ACTIVITY - Using the listing below, show all lines that hold the word "HashMap".

SOURCE DATA -
┌──
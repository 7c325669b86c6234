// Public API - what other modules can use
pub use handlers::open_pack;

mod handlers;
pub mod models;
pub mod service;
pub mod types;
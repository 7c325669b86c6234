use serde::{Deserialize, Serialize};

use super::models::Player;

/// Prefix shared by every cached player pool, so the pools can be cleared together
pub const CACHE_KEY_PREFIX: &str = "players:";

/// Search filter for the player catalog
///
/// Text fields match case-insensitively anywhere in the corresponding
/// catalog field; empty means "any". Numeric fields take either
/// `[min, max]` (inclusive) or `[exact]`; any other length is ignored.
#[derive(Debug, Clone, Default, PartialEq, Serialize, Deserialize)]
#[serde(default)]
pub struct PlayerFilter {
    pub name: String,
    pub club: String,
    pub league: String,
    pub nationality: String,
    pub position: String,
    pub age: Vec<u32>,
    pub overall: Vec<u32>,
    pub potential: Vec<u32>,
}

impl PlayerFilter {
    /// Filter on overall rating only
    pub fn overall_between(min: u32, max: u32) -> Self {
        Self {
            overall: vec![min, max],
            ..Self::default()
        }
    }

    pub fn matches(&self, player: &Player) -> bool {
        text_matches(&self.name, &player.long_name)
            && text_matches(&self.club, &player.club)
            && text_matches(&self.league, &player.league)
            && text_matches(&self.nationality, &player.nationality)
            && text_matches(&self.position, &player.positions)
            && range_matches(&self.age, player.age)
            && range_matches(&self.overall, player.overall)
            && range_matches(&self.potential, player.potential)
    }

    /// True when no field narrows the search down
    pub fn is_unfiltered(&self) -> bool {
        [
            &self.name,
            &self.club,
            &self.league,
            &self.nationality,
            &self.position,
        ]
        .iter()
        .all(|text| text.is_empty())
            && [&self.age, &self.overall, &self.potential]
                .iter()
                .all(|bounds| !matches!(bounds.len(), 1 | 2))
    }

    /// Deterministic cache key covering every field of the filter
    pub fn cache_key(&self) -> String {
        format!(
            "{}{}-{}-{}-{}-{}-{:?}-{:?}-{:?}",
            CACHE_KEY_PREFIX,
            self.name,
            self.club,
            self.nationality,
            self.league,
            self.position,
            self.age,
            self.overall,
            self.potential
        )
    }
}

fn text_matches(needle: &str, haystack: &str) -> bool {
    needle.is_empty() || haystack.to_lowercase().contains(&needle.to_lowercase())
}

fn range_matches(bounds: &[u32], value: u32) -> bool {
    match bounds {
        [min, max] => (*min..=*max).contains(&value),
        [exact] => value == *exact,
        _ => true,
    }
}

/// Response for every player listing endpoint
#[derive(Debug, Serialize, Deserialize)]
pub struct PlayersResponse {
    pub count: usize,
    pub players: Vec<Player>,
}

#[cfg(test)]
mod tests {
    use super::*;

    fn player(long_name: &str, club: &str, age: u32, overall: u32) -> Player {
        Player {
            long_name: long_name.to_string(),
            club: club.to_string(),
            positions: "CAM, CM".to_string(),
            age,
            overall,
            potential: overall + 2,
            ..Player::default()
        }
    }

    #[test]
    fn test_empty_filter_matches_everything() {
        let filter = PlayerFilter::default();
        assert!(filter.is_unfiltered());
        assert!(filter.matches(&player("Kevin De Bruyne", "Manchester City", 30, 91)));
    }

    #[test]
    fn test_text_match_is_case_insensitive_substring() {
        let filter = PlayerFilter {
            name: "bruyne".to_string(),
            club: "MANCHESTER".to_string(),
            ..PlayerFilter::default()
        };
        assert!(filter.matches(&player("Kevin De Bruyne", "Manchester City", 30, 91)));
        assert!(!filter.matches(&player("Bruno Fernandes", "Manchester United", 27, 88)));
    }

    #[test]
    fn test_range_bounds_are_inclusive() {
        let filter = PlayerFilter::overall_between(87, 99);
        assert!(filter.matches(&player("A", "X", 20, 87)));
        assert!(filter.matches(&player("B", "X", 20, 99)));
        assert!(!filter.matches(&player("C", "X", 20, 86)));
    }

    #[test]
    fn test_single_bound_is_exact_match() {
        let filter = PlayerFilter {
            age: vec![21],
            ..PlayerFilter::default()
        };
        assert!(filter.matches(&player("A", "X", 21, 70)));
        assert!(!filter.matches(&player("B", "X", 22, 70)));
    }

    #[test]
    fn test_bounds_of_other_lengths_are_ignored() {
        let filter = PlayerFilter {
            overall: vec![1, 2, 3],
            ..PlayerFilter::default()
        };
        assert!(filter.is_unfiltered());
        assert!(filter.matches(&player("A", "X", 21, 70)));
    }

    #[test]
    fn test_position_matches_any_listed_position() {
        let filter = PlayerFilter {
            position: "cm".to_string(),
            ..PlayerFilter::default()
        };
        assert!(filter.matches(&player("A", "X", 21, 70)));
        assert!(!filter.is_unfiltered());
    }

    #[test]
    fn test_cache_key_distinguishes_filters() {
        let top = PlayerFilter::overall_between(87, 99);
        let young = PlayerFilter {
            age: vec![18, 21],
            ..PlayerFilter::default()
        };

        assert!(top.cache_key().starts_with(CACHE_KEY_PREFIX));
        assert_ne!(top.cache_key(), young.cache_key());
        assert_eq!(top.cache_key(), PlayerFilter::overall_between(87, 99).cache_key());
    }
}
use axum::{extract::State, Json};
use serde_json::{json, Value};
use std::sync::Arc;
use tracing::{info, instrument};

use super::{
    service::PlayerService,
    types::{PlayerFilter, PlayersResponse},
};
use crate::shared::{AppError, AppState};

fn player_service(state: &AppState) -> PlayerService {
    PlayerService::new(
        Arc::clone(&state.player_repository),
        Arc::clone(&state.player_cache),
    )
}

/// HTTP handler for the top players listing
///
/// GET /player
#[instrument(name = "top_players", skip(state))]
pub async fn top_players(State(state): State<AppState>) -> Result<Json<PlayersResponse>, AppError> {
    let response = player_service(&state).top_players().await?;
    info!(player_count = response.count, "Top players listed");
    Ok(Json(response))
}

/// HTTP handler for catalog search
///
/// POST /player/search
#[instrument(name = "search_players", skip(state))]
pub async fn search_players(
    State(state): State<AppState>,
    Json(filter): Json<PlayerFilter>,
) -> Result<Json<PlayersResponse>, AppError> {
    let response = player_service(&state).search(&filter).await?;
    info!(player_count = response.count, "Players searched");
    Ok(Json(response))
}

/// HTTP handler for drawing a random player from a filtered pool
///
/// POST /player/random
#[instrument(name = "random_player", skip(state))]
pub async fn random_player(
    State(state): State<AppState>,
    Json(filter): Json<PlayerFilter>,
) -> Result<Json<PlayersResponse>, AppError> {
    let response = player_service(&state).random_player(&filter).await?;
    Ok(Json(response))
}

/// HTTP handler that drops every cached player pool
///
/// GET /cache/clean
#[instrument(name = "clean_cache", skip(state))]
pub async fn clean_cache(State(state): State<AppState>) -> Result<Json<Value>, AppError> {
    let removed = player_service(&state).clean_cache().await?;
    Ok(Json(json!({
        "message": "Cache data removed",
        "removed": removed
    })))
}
└──
┌──
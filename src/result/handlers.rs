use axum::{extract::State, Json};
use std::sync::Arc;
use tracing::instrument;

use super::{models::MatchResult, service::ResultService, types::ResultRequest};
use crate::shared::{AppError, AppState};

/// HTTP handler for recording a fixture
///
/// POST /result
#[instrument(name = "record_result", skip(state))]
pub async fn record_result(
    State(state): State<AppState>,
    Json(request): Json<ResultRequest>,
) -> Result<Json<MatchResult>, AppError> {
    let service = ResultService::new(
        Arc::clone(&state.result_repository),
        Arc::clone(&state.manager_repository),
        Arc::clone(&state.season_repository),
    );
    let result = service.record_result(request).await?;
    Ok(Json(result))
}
└──
┌──
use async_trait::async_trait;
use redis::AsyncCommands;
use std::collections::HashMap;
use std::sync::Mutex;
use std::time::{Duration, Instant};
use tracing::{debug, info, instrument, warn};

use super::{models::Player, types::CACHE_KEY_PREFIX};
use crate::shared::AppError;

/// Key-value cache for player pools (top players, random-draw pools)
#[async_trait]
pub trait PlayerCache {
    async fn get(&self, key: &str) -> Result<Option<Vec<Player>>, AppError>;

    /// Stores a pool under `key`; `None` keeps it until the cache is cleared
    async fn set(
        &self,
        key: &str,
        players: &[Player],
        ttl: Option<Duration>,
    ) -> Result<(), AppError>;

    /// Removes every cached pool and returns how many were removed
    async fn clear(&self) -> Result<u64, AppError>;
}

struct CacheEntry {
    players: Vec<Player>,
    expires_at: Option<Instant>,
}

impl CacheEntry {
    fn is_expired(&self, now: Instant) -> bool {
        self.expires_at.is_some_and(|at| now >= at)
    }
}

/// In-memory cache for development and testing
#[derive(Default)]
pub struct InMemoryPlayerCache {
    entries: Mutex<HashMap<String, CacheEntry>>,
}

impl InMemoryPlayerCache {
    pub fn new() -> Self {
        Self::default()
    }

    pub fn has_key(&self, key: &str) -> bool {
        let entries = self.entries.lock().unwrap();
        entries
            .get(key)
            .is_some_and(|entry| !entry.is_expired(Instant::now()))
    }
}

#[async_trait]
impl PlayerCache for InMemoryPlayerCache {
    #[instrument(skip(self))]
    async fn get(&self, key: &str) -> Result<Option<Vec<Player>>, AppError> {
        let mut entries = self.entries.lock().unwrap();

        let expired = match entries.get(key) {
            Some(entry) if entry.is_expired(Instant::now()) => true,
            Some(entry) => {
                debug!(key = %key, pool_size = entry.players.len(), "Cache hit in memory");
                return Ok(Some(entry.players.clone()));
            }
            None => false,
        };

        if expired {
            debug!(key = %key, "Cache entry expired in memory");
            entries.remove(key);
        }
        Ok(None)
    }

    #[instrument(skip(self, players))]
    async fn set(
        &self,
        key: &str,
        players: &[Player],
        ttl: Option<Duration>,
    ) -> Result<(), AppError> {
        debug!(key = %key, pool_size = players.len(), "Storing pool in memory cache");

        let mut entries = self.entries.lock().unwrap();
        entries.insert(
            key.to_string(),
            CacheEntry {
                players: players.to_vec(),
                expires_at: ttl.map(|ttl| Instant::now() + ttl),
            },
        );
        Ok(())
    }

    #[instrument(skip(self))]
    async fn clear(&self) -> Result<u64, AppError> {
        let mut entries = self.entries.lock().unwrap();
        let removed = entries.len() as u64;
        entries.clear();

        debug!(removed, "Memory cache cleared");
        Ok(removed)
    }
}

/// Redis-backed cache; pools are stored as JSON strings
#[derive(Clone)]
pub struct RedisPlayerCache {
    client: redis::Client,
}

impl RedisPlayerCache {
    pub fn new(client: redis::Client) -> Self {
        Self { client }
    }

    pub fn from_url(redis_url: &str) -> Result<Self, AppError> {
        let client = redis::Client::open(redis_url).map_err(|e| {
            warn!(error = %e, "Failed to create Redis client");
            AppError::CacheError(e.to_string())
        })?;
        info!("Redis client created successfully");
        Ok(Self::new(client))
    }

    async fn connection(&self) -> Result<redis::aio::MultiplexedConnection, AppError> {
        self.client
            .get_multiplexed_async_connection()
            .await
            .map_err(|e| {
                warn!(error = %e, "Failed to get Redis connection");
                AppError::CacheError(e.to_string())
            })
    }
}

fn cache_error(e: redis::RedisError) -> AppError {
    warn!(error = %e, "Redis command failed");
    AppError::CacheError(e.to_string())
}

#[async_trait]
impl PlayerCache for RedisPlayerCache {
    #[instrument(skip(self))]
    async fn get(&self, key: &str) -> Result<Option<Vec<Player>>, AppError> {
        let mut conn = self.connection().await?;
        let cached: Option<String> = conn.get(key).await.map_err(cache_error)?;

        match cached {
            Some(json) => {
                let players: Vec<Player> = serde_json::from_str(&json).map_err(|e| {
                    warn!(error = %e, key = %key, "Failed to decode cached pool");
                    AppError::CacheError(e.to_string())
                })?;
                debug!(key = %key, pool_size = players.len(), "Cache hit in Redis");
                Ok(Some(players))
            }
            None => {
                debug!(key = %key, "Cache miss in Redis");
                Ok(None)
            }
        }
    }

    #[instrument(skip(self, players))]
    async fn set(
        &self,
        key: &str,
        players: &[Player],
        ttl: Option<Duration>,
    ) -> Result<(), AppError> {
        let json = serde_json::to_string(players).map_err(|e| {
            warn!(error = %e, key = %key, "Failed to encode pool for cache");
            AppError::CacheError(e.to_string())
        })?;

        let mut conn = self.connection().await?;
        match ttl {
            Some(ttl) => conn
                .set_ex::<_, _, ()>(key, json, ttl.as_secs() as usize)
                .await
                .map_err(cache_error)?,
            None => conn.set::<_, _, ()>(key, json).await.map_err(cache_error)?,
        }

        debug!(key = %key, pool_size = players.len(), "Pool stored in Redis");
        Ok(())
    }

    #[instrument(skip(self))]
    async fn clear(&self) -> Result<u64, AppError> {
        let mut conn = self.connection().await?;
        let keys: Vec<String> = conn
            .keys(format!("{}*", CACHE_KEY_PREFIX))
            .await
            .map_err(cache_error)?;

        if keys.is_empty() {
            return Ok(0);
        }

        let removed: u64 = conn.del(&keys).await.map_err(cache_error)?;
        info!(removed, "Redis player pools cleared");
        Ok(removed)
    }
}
└──
SOLUTION BELOW -
use std::collections::HashMap;
    entries: Mutex<HashMap<String, CacheEntry>>,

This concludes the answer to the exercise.